Speech at the Ceremony by Ambassador Per Anger
Anger, Per

Speech by Ambassador Per Anger

Your Excellencies, Honoured Guests,

On the 19th of March, 1944 Hitler’s armies occupied Hungary and forced Hungary to fight more efficiently on the east front and to take stronger steps against the Jewish population. The final solution had so far not yet reached Hungary. That was when the Hungarian Jews realised their doomsday. In bigger numbers they started to queue up outside the neutral embassies in Budapest pleading for help outside the Swedish embassy, where I was stationed, and outside the Swiss, the Portuguese, the Spanish and the Vatican representation. We could not do very much to start with, we did not know what to do, but something had to be done and that quickly, so we started to issue provisional passports and certificates to quite a number of people, all who had some kind of relationship with Sweden, businesswise or familywise. But the people at the entrance only increased and we could not coop with the situation. We managed to save a couple of hundred people through these certificates stating that the holder had got a visa for Sweden and was under the protection of the Swedish government. Of course it was very doubtful the legal value of these documents, but anyhow, the Nazis were impressed by the certificates by the Embassy with all the stamps and the ambassador’s signature.

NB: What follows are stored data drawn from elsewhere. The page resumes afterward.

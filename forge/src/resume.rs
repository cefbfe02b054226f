//! Resuming an execute run from its last wave checkpoint.

use std::io::Write;

use anyhow::Result;
use thiserror::Error;
use tracing::info;

use crate::core::stage::StageName;
use crate::dashboard::Dashboard;
use crate::io::config::ForgeConfig;
use crate::io::git::{Git, last_wave_checkpoint};
use crate::io::paths::ForgePaths;
use crate::io::prompt::resume_prompt;
use crate::io::provider::Provider;
use crate::session::{
    StageReport, StageRequest, commit_progress, launch_request, record_outcome, run_session,
    warn_stale,
};

pub const RESUME_COMPLETE: &str = "forge: execute resumed and completed";

/// Why a resume cannot start.
#[derive(Debug, Error, PartialEq, Eq)]
pub enum ResumeError {
    #[error("split stage not complete; run the full pipeline first")]
    SplitIncomplete,
    #[error("no wave checkpoints found; run a fresh execute instead")]
    NoCheckpoint,
}

#[derive(Debug, Clone)]
pub struct ResumePlan {
    /// Highest wave recorded as complete.
    pub last_wave: u32,
    /// Baseline prompt with the resumption clause appended.
    pub prompt: String,
}

impl ResumePlan {
    pub fn next_wave(&self) -> u32 {
        self.last_wave + 1
    }
}

/// Check preconditions and build the resume prompt.
pub fn plan_resume(paths: &ForgePaths, baseline: &str) -> Result<ResumePlan> {
    if !paths.artifact_path(StageName::Split).exists() {
        return Err(ResumeError::SplitIncomplete.into());
    }
    let git = Git::new(paths.root());
    let last_wave = last_wave_checkpoint(&git).ok_or(ResumeError::NoCheckpoint)?;
    let prompt = resume_prompt(baseline, last_wave)?;
    Ok(ResumePlan { last_wave, prompt })
}

pub async fn run_resume<P: Provider, W: Write>(
    provider: &P,
    paths: &ForgePaths,
    config: &ForgeConfig,
    request: StageRequest,
    dashboard: &mut Dashboard<W>,
) -> Result<StageReport> {
    let plan = plan_resume(paths, &request.prompt)?;
    info!(last_wave = plan.last_wave, "resuming execute");
    dashboard.notice(&format!(
        "Resuming from wave {} (waves 1-{} complete)",
        plan.next_wave(),
        plan.last_wave
    ))?;
    warn_stale(paths, StageName::Execute, dashboard)?;

    let launch = launch_request(paths, config, request.additional_dirs);
    let next_wave = plan.next_wave();
    let outcome = run_session(
        provider,
        paths,
        &launch,
        plan.prompt,
        config.poll_interval(),
        dashboard,
    )
    .await?;

    record_outcome(
        paths,
        "resume",
        &outcome,
        Some(format!("Resumed from wave {next_wave}")),
    )?;
    let committed = outcome.success && commit_progress(paths, RESUME_COMPLETE);
    Ok(StageReport { outcome, committed })
}

#[cfg(test)]
mod tests {
    use super::*;
    use crate::core::checkpoint::wave_commit_subject;
    use crate::test_support::{TestRepo, touch_artifact};

    fn resume_error(err: &anyhow::Error) -> Option<&ResumeError> {
        err.downcast_ref::<ResumeError>()
    }

    #[test]
    fn split_must_exist() {
        let repo = TestRepo::new().expect("repo");
        let paths = ForgePaths::new(repo.path());
        repo.commit(&wave_commit_subject(1)).expect("commit");

        let err = plan_resume(&paths, "baseline").expect_err("no split");
        assert_eq!(resume_error(&err), Some(&ResumeError::SplitIncomplete));
    }

    #[test]
    fn checkpoint_must_exist() {
        let repo = TestRepo::new().expect("repo");
        let paths = ForgePaths::new(repo.path());
        touch_artifact(&paths, StageName::Split, None).expect("artifact");
        repo.commit("forge: split complete").expect("commit");

        let err = plan_resume(&paths, "baseline").expect_err("no checkpoint");
        assert_eq!(resume_error(&err), Some(&ResumeError::NoCheckpoint));
    }

    #[test]
    fn no_repository_means_no_checkpoint() {
        let temp = tempfile::tempdir().expect("tempdir");
        let paths = ForgePaths::new(temp.path());
        touch_artifact(&paths, StageName::Split, None).expect("artifact");

        let err = plan_resume(&paths, "baseline").expect_err("no repo");
        assert_eq!(resume_error(&err), Some(&ResumeError::NoCheckpoint));
    }

    #[test]
    fn plan_appends_clause_for_latest_wave() {
        let repo = TestRepo::new().expect("repo");
        let paths = ForgePaths::new(repo.path());
        touch_artifact(&paths, StageName::Split, None).expect("artifact");
        repo.commit(&wave_commit_subject(1)).expect("commit");
        repo.commit(&wave_commit_subject(2)).expect("commit");

        let plan = plan_resume(&paths, "Execute the plan.").expect("plan");
        assert_eq!(plan.last_wave, 2);
        assert_eq!(plan.next_wave(), 3);
        assert!(plan.prompt.starts_with("Execute the plan."));
        assert!(plan.prompt.contains("RESUMING FROM WAVE 3"));
    }
}
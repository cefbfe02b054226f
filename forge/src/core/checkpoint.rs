//! Wave checkpoints recorded as commit subjects.
//!
//! A wave is checkpointed by committing with a subject containing
//! `execute wave <N> complete`. The checkpoint is never stored elsewhere; it is
//! recomputed from history every time.

use std::sync::LazyLock;

use regex::Regex;

/// Substring handed to `git log --grep` to narrow the history scan.
pub const WAVE_GREP: &str = "execute wave";

static WAVE_RE: LazyLock<Regex> = LazyLock::new(|| {
    Regex::new(r"execute wave (\d+) complete").expect("wave checkpoint pattern should be valid")
});

/// Subject line for a commit that checkpoints `wave`.
pub fn wave_commit_subject(wave: u32) -> String {
    format!("forge: execute wave {wave} complete")
}

/// Extract the checkpoint from `git log --oneline` output (most recent first).
///
/// Only the first non-empty line is considered; if it does not carry a wave
/// number there is no checkpoint, even when older lines would match.
pub fn parse_wave_checkpoint(log_oneline: &str) -> Option<u32> {
    let first = log_oneline.lines().find(|line| !line.trim().is_empty())?;
    let caps = WAVE_RE.captures(first)?;
    caps.get(1)?.as_str().parse().ok()
}
//! Terminal rendering of session activity.
//!
//! [`ActivityTracker`] decides *what* to show; this module decides *how*:
//! colour-coded per participant when colour is enabled, plain bracketed
//! prefixes otherwise.

use std::io::{self, IsTerminal, Write};
use std::time::{Duration, Instant};

use anyhow::{Context, Result};
use clap::ValueEnum;

use crate::core::activity::{Activity, ActivityLine, ActivityTracker, SummaryRow};
use crate::core::event::SessionEvent;

/// Participant colours; the lead always gets the first.
pub const PALETTE: [&str; 8] = [
    "\x1b[36m", "\x1b[33m", "\x1b[35m", "\x1b[32m", "\x1b[34m", "\x1b[91m", "\x1b[93m",
    "\x1b[95m",
];
pub const RESET: &str = "\x1b[0m";
pub const DIM: &str = "\x1b[2m";
pub const SHOW_CURSOR: &str = "\x1b[?25h";

const SUMMARY_NAME_WIDTH: usize = 24;
const SUMMARY_STATUS_WIDTH: usize = 8;

#[derive(Debug, Clone, Copy, PartialEq, Eq, Default, ValueEnum)]
pub enum ColorMode {
    /// Colour when stdout is a terminal.
    #[default]
    Auto,
    Always,
    Never,
}

impl ColorMode {
    pub fn enabled(self) -> bool {
        match self {
            ColorMode::Auto => io::stdout().is_terminal(),
            ColorMode::Always => true,
            ColorMode::Never => false,
        }
    }
}

pub fn palette_color(index: usize) -> &'static str {
    PALETTE[index % PALETTE.len()]
}

/// `Ns` under a minute, `Mm Ss` above, rounded to the nearest second.
pub fn format_elapsed(elapsed: Duration) -> String {
    let secs = elapsed.as_secs_f64().round() as u64;
    if secs >= 60 {
        format!("{}m {}s", secs / 60, secs % 60)
    } else {
        format!("{secs}s")
    }
}

pub struct Dashboard<W: Write> {
    tracker: ActivityTracker,
    out: W,
    color: bool,
}

impl Dashboard<io::Stdout> {
    pub fn stdout(stage: &str, mode: ColorMode) -> Self {
        Dashboard::new(stage, io::stdout(), mode.enabled())
    }
}

impl<W: Write> Dashboard<W> {
    pub fn new(stage: &str, out: W, color: bool) -> Self {
        Self {
            tracker: ActivityTracker::new(stage, Instant::now()),
            out,
            color,
        }
    }

    pub fn tracker(&self) -> &ActivityTracker {
        &self.tracker
    }

    pub fn on_event(&mut self, event: &SessionEvent) -> Result<()> {
        self.on_event_at(event, Instant::now())
    }

    pub fn on_event_at(&mut self, event: &SessionEvent, now: Instant) -> Result<()> {
        for activity in self.tracker.on_event(event, now) {
            match activity {
                Activity::Line(line) => self.write_line(&line)?,
                Activity::Summary(rows) => self.write_summary(&rows)?,
            }
        }
        self.out.flush().context("flush dashboard")
    }

    /// A line from forge itself rather than a participant.
    pub fn notice(&mut self, text: &str) -> Result<()> {
        writeln!(self.out, "  {text}").context("write dashboard notice")
    }

    /// Restore the cursor in case the provider hid it.
    pub fn cleanup(&mut self) -> Result<()> {
        if self.color {
            write!(self.out, "{SHOW_CURSOR}").context("restore cursor")?;
        }
        self.out.flush().context("flush dashboard")
    }

    pub fn into_inner(self) -> W {
        self.out
    }

    fn write_line(&mut self, line: &ActivityLine) -> Result<()> {
        let written = if self.color {
            let width = self.tracker.name_width();
            writeln!(
                self.out,
                "{}  ● {:<width$}{RESET} {}",
                palette_color(line.palette_index),
                line.speaker,
                line.text,
            )
        } else {
            writeln!(self.out, "  [{}] {}", line.speaker, line.text)
        };
        written.context("write dashboard line")
    }

    fn write_summary(&mut self, rows: &[SummaryRow]) -> Result<()> {
        let plural = if rows.len() == 1 { "" } else { "s" };
        let (dim, reset) = if self.color { (DIM, RESET) } else { ("", "") };
        writeln!(
            self.out,
            "\n  {dim}Agent Team ({} teammate{plural}):{reset}",
            rows.len()
        )
        .context("write summary header")?;
        for row in rows {
            let elapsed = format_elapsed(row.elapsed);
            let written = if self.color {
                writeln!(
                    self.out,
                    "{}    • {:<SUMMARY_NAME_WIDTH$} {:<SUMMARY_STATUS_WIDTH$}{RESET} ({elapsed})",
                    palette_color(row.palette_index),
                    row.name,
                    row.status.as_str(),
                )
            } else {
                writeln!(
                    self.out,
                    "    - {:<SUMMARY_NAME_WIDTH$} {:<SUMMARY_STATUS_WIDTH$} ({elapsed})",
                    row.name,
                    row.status.as_str(),
                )
            };
            written.context("write summary row")?;
        }
        Ok(())
    }
}
//! Stable exit codes for forge CLI commands.

/// Command succeeded.
pub const OK: i32 = 0;
/// Invalid input, configuration or layout, or any other error.
pub const INVALID: i32 = 1;
/// `inform`, `abort` or `watch` found no active execute session.
pub const NO_SESSION: i32 = 2;
/// `resume` preconditions failed: split incomplete or no wave checkpoint.
pub const NOT_RESUMABLE: i32 = 3;
/// The provider session ended without success.
pub const SESSION_FAILED: i32 = 4;
//! Instruction text injected by forge itself.
//!
//! The baseline stage prompts come from outside; forge only renders the
//! pieces it owns: the resumption clause, relayed steering turns, and the abort
//! notice.

use std::sync::LazyLock;

use anyhow::Result;
use minijinja::{Environment, context};

use crate::io::mailbox::MailboxMessage;

const RESUME_TEMPLATE: &str = include_str!("prompts/resume.md");
const RELAY_TEMPLATE: &str = include_str!("prompts/relay.md");

/// Shutdown instruction queued for the lead by `forge abort`.
pub const ABORT_MESSAGE: &str = include_str!("prompts/abort.md");

static ENGINE: LazyLock<PromptEngine> = LazyLock::new(PromptEngine::new);

/// Template engine wrapper around minijinja.
struct PromptEngine {
    env: Environment<'static>,
}

impl PromptEngine {
    fn new() -> Self {
        let mut env = Environment::new();
        env.add_template("resume", RESUME_TEMPLATE)
            .expect("resume template should be valid");
        env.add_template("relay", RELAY_TEMPLATE)
            .expect("relay template should be valid");
        Self { env }
    }
}

/// Append the resumption clause for `last_wave` to the baseline prompt.
pub fn resume_prompt(baseline: &str, last_wave: u32) -> Result<String> {
    let clause = ENGINE.env.get_template("resume")?.render(context! {
        last_wave => last_wave,
        next_wave => last_wave + 1,
    })?;
    Ok(format!("{}\n\n{}", baseline.trim_end(), clause.trim_end()))
}

/// Injected input turn that asks the lead to relay `message` right away.
pub fn relay_turn(message: &MailboxMessage) -> Result<String> {
    let turn = ENGINE.env.get_template("relay")?.render(context! {
        target => message.target_agent.as_str(),
        message => message.message.trim(),
    })?;
    Ok(turn.trim_end().to_string())
}

/// The abort notice without the template's trailing newline.
pub fn abort_message() -> &'static str {
    ABORT_MESSAGE.trim_end()
}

We could not coop with the increasing number and we sent for help of more staff from Stockholm. What we had in mind first was to have Folke Bernadotte coming with a Red Cross Delegation, but he never got permission or visa by the Germans so that plan was out. But in the meantime in Stockholm the representatives for the World Jewish Congress, the War Refugee Board and the American Embassy negotiated with the Swedish Foreign Ministry to send someone with diplomatic status to Budapest to organise relief work along broader lines with the financial help of the War Refugee Board of the United States.

And so Raoul Wallenberg was sent to Budapest. He arrived on the 9th of July 1944. I received him there, I knew him before, he was a very good friend from younger days in Stockholm, so I knew that he was the right man for this mission. He was a very clever negotiator and organiser. He had a very good heart. He was a born humanitarian. So when I explained to him what we had done so far, he said, "Well, these certificates we could perhaps make them still better." So he on the spot designed these "skyddspass", these protective passports. They were going to be the salvation for thousands and thousands of people. And he made the passports in the Swedish colours, with the Swedish Coat of Arms and with the ambassador’s signature. And he also managed to get the permission from the Hungarian government to issue these passports and these holders went to the Swedish houses which he had bought or rented with the financial help of the United States.

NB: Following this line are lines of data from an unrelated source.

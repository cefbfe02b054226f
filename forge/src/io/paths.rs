//! Canonical on-disk layout for a project's forge state.

use std::path::{Path, PathBuf};

use crate::core::stage::StageName;

/// State directory name used when none is given.
pub const DEFAULT_STATE_DIR: &str = ".forge";

/// All canonical paths under the state directory for one project root.
///
/// Every component receives one of these instead of computing paths itself,
/// so tests can point the whole system at a scratch directory.
#[derive(Debug, Clone)]
pub struct ForgePaths {
    pub root: PathBuf,
    pub state_dir: PathBuf,
    pub execute_dir: PathBuf,
    pub inbox_dir: PathBuf,
    pub sentinel_path: PathBuf,
    pub log_path: PathBuf,
    pub config_path: PathBuf,
}

impl ForgePaths {
    pub fn new(root: impl Into<PathBuf>) -> Self {
        Self::with_state_dir(root, DEFAULT_STATE_DIR)
    }

    pub fn with_state_dir(root: impl Into<PathBuf>, state_dir_name: &str) -> Self {
        let root = root.into();
        let state_dir = root.join(state_dir_name);
        let execute_dir = state_dir.join("05-execute");
        let inbox_dir = execute_dir.join("inbox");
        Self {
            root,
            state_dir: state_dir.clone(),
            execute_dir,
            sentinel_path: inbox_dir.join(".active"),
            inbox_dir,
            log_path: state_dir.join("log.jsonl"),
            config_path: state_dir.join("config.toml"),
        }
    }

    pub fn artifact_path(&self, stage: StageName) -> PathBuf {
        self.state_dir.join(stage.artifact_rel_path())
    }

    pub fn root(&self) -> &Path {
        &self.root
    }
}

#[cfg(test)]
mod tests {
    use super::*;

    #[test]
    fn layout_is_stable() {
        let paths = ForgePaths::new("/tmp/project");
        assert!(paths.inbox_dir.ends_with(".forge/05-execute/inbox"));
        assert!(paths.sentinel_path.ends_with(".forge/05-execute/inbox/.active"));
        assert!(paths.log_path.ends_with(".forge/log.jsonl"));
        assert!(
            paths
                .artifact_path(StageName::Split)
                .ends_with(".forge/04-tracks/manifest.json")
        );
    }

    #[test]
    fn state_dir_is_injectable() {
        let paths = ForgePaths::with_state_dir("/tmp/project", ".proteus");
        assert!(paths.inbox_dir.ends_with(".proteus/05-execute/inbox"));
    }
}
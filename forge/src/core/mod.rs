//! Deterministic, pure logic shared by the forge commands.
//!
//! Core modules must be free of I/O side effects. They operate on in-memory
//! data structures and return deterministic outputs suitable for tests.

pub mod activity;
pub mod checkpoint;
pub mod event;
pub mod stage;
pub mod summary;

But it is not only through these actions that he became a legend. It was also above all his personal activities, when he went to the railway stations and stopped the trains and bluffed and had them opened. Even those who did not have Swedish passport but all other kinds of documents in the Hungarian language, which the Germans did not understand, he managed to get out hundreds of people now and then. I admired his inventiveness, he always found solutions for saving people. And the same thing during the death marches, when the Jews were forced to march that long road between Budapest and the Austrian-Hungarian border - 300 km in the snow, where many of them died on the way and those who managed to survive were handed over to the Eichmann commando at the border to be transported to Auschwitz.

So even there Raoul Wallenberg managed to get quite a number sent back to Budapest to our Sweden houses. Even there he used all his inventiveness, through his appearance and his personality.

But you always ask the question, how on earth could Raoul Wallenberg and we save Jewish people in front of the Germans? After all this was an occupied country. But the answer is, if you look back in history, that specially towards the end of the war the Germans were anxious and did not want to violate their diplomatic relations with Sweden. They needed Sweden in the north as a breathing hole.

That was the explanation that they never really stopped our activities and that we in the extraordinary situation managed to do all this. But the absolute explanation to the success is that we and Raoul Wallenberg were all diplomats. We had a tradition in the Swedish embassy with the ambassador at the top which was respected by the Germans.

The last time I saw Raoul Wallenberg was on the 10th of January 1945 when he came to where we were staying and we were all hiding because the Nazis attacked the Embassy at Christmas time. I tried to convince him to hide, because the Nazis were after him. But then he gave the typical answer, "I could never do that, I could never return to Stockholm without knowing that I had done everything I could to help as many people as possible". He left and went over to the east side where he had his office. Three days later he was arrested and brought to prison in Moscow.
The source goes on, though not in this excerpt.